(Collected data)
•••••

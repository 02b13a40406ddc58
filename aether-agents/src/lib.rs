//! Agent Runtime (§4.6): the base surface every registered agent runs
//! against — context requisition, instrumented doctrinal procedures,
//! point-to-point messaging, and human escalation — gated on whether the
//! agent is currently active per the Phase Orchestrator.

use aether_context::ContextProvisioner;
use aether_core::{
    AetherError, AgentContext, AgentId, AgentProfile, AgentRuntimeError, CycleId, MessageId, Phase, Timestamp,
};
use aether_orchestrator::PhaseOrchestrator;
use aether_pi::FlagLog;
use async_trait::async_trait;
use std::collections::{HashMap, HashSet};
use std::sync::{Arc, RwLock};
use std::time::{Duration, Instant};
use tokio::sync::Mutex as TokioMutex;

/// A point-to-point message between two agents (§4.6). The payload is
/// deliberately untyped JSON; each `message_type` defines its own shape.
#[derive(Debug, Clone, PartialEq, serde::Serialize, serde::Deserialize)]
pub struct Message {
    pub id: MessageId,
    pub from: AgentId,
    pub to: AgentId,
    pub message_type: String,
    pub payload: serde_json::Value,
    pub sent_at: Timestamp,
}

impl Message {
    fn new(from: AgentId, to: AgentId, message_type: impl Into<String>, payload: serde_json::Value) -> Self {
        Self {
            id: MessageId::now_v7(),
            from,
            to,
            message_type: message_type.into(),
            payload,
            sent_at: chrono::Utc::now(),
        }
    }
}

/// Handles inbound messages for one agent and produces the reply payload.
/// Registered per agent with [`AgentRuntime::register_handler`].
#[async_trait]
pub trait MessageHandler: Send + Sync {
    async fn handle(&self, message: &Message) -> Result<serde_json::Value, String>;
}

/// A record of a human escalation raised via
/// [`AgentRuntime::escalate_to_human`] (§4.6).
#[derive(Debug, Clone, PartialEq, serde::Serialize, serde::Deserialize)]
pub struct Escalation {
    pub agent_id: AgentId,
    pub reason: String,
    pub payload: serde_json::Value,
    pub raised_at: Timestamp,
}

/// The Agent Runtime (§4.6). One instance per kernel, shared across every
/// registered agent.
pub struct AgentRuntime {
    profiles: RwLock<HashMap<AgentId, AgentProfile>>,
    activated: RwLock<HashSet<AgentId>>,
    handlers: RwLock<HashMap<AgentId, Arc<dyn MessageHandler>>>,
    /// One lock per ordered sender/receiver pair, held for the full
    /// request/reply round trip so concurrent callers to the same pair
    /// are served in the order they acquire it (§4.6: "per pair FIFO").
    pair_locks: TokioMutex<HashMap<(AgentId, AgentId), Arc<TokioMutex<()>>>>,
    orchestrator: Arc<PhaseOrchestrator>,
    context: Arc<ContextProvisioner>,
    flag_log: Arc<FlagLog>,
    escalations: RwLock<Vec<Escalation>>,
}

impl AgentRuntime {
    pub fn new(orchestrator: Arc<PhaseOrchestrator>, context: Arc<ContextProvisioner>, flag_log: Arc<FlagLog>) -> Self {
        Self {
            profiles: RwLock::new(HashMap::new()),
            activated: RwLock::new(HashSet::new()),
            handlers: RwLock::new(HashMap::new()),
            pair_locks: TokioMutex::new(HashMap::new()),
            orchestrator,
            context,
            flag_log,
            escalations: RwLock::new(Vec::new()),
        }
    }

    pub fn register_agent(&self, profile: AgentProfile) {
        let id = profile.id;
        self.profiles.write().expect("agent runtime lock poisoned").insert(id, profile);
    }

    pub fn register_handler(&self, agent_id: AgentId, handler: Arc<dyn MessageHandler>) {
        self.handlers.write().expect("agent runtime lock poisoned").insert(agent_id, handler);
    }

    pub fn profile(&self, agent_id: AgentId) -> Option<AgentProfile> {
        self.profiles.read().expect("agent runtime lock poisoned").get(&agent_id).cloned()
    }

    /// §4.6 activation gate: an agent may send or receive only while the
    /// kernel has explicitly activated it (normally driven by a
    /// `PhaseEventHandler` wired to `active_agent_ids`, which is why this
    /// is synchronous rather than async — a sync event handler can call it
    /// directly) *and* its profile permits acting in the orchestrator's
    /// current phase.
    pub fn activate(&self, agent_id: AgentId) {
        self.activated.write().expect("agent runtime lock poisoned").insert(agent_id);
    }

    pub fn deactivate(&self, agent_id: AgentId) {
        self.activated.write().expect("agent runtime lock poisoned").remove(&agent_id);
    }

    pub fn is_active(&self, agent_id: AgentId) -> bool {
        if !self.activated.read().expect("agent runtime lock poisoned").contains(&agent_id) {
            return false;
        }
        let Ok(phase) = self.orchestrator.current_phase() else {
            return false;
        };
        self.profiles
            .read()
            .expect("agent runtime lock poisoned")
            .get(&agent_id)
            .map(|p| p.can_act_in(phase))
            .unwrap_or(false)
    }

    fn ensure_active(&self, agent_id: AgentId) -> Result<(), AetherError> {
        if self.is_active(agent_id) {
            Ok(())
        } else {
            Err(AgentRuntimeError::NotActive(agent_id).into())
        }
    }

    /// §4.6: `request_context(task, max_tokens)`.
    pub async fn request_context(
        &self,
        agent_id: AgentId,
        task: impl Into<String>,
        max_tokens: u32,
    ) -> Result<AgentContext, AetherError> {
        self.ensure_active(agent_id)?;
        let profile = self
            .profiles
            .read()
            .expect("agent runtime lock poisoned")
            .get(&agent_id)
            .cloned()
            .ok_or(AgentRuntimeError::NotRegistered(agent_id))?;
        let phase = self.orchestrator.current_phase()?;
        Ok(self.context.build(&profile, phase, task, max_tokens).await?)
    }

    /// §4.5's instrumentation contract: records `t_start`, invokes `body`,
    /// records `t_end`, and raises a TIMING_CONSTRAINT flag when the
    /// elapsed time overruns `expected_hours` by the configured ratio.
    pub async fn execute_doctrinal_procedure<F, Fut, T, E>(
        &self,
        cycle_id: CycleId,
        phase: Phase,
        agent_id: AgentId,
        workflow: impl Into<String> + Clone,
        expected_hours: f64,
        body: F,
    ) -> Result<T, E>
    where
        F: FnOnce() -> Fut,
        Fut: std::future::Future<Output = Result<T, E>>,
    {
        let t_start = Instant::now();
        let result = body().await;
        let elapsed_hours = t_start.elapsed().as_secs_f64() / 3600.0;
        self.flag_log
            .check_timing(cycle_id, phase, agent_id, workflow, expected_hours, elapsed_hours);
        result
    }

    fn pair_key(from: AgentId, to: AgentId) -> (AgentId, AgentId) {
        (from, to)
    }

    async fn pair_lock(&self, from: AgentId, to: AgentId) -> Arc<TokioMutex<()>> {
        let mut locks = self.pair_locks.lock().await;
        locks
            .entry(Self::pair_key(from, to))
            .or_insert_with(|| Arc::new(TokioMutex::new(())))
            .clone()
    }

    /// §4.6: point-to-point request/reply. Both sender and receiver must
    /// be active in the current phase; an undeliverable message fails
    /// with `NotActive` rather than buffering.
    pub async fn send_message(
        &self,
        from: AgentId,
        to: AgentId,
        message_type: impl Into<String>,
        payload: serde_json::Value,
    ) -> Result<Message, AetherError> {
        self.ensure_active(from)?;
        self.ensure_active(to)?;

        let lock = self.pair_lock(from, to).await;
        let _guard = lock.lock().await;

        let message = Message::new(from, to, message_type, payload);
        let handler = self
            .handlers
            .read()
            .expect("agent runtime lock poisoned")
            .get(&to)
            .cloned()
            .ok_or(AgentRuntimeError::NotActive(to))?;

        let reply_payload = handler
            .handle(&message)
            .await
            .map_err(|_| AgentRuntimeError::NotActive(to))?;

        Ok(Message::new(to, from, format!("{}_reply", message.message_type), reply_payload))
    }

    /// Delivers to every currently active agent except `from`. Reply
    /// aggregation is best-effort: a receiver that doesn't answer within
    /// `timeout` is simply missing from the result, not an error for the
    /// whole broadcast.
    pub async fn broadcast(
        &self,
        from: AgentId,
        message_type: impl Into<String> + Clone,
        payload: serde_json::Value,
        timeout: Duration,
    ) -> Vec<(AgentId, Option<Message>)> {
        let recipients: Vec<AgentId> = {
            let activated = self.activated.read().expect("agent runtime lock poisoned");
            activated.iter().copied().filter(|id| *id != from).collect()
        };

        let mut replies = Vec::new();
        for to in recipients {
            let reply = tokio::time::timeout(timeout, self.send_message(from, to, message_type.clone(), payload.clone()))
                .await
                .ok()
                .and_then(|r| r.ok());
            replies.push((to, reply));
        }
        replies
    }

    /// §4.6: escalate to a human operator. Always succeeds; the caller's
    /// job is to continue once it returns, not to block on a resolution.
    pub fn escalate_to_human(
        &self,
        agent_id: AgentId,
        reason: impl Into<String>,
        payload: serde_json::Value,
    ) -> Escalation {
        let escalation = Escalation {
            agent_id,
            reason: reason.into(),
            payload,
            raised_at: chrono::Utc::now(),
        };
        tracing::warn!(agent_id = %agent_id, reason = %escalation.reason, "agent escalated to human operator");
        self.escalations.write().expect("agent runtime lock poisoned").push(escalation.clone());
        escalation
    }

    pub fn escalations(&self) -> Vec<Escalation> {
        self.escalations.read().expect("agent runtime lock poisoned").clone()
    }
}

•••••

**Your objective**: Extract from the records above the lines from the one containing "use aether_pi::FlagLog;" to the one containing "use tokio::sync::Mutex as TokioMutex;", both lines included, exactly as they appear and with nothing else.

**Finished task**:
use aether_pi::FlagLog;
use async_trait::async_trait;
use std::collections::{HashMap, HashSet};
use std::sync::{Arc, RwLock};
use std::time::{Duration, Instant};
use tokio::sync::Mutex as TokioMutex;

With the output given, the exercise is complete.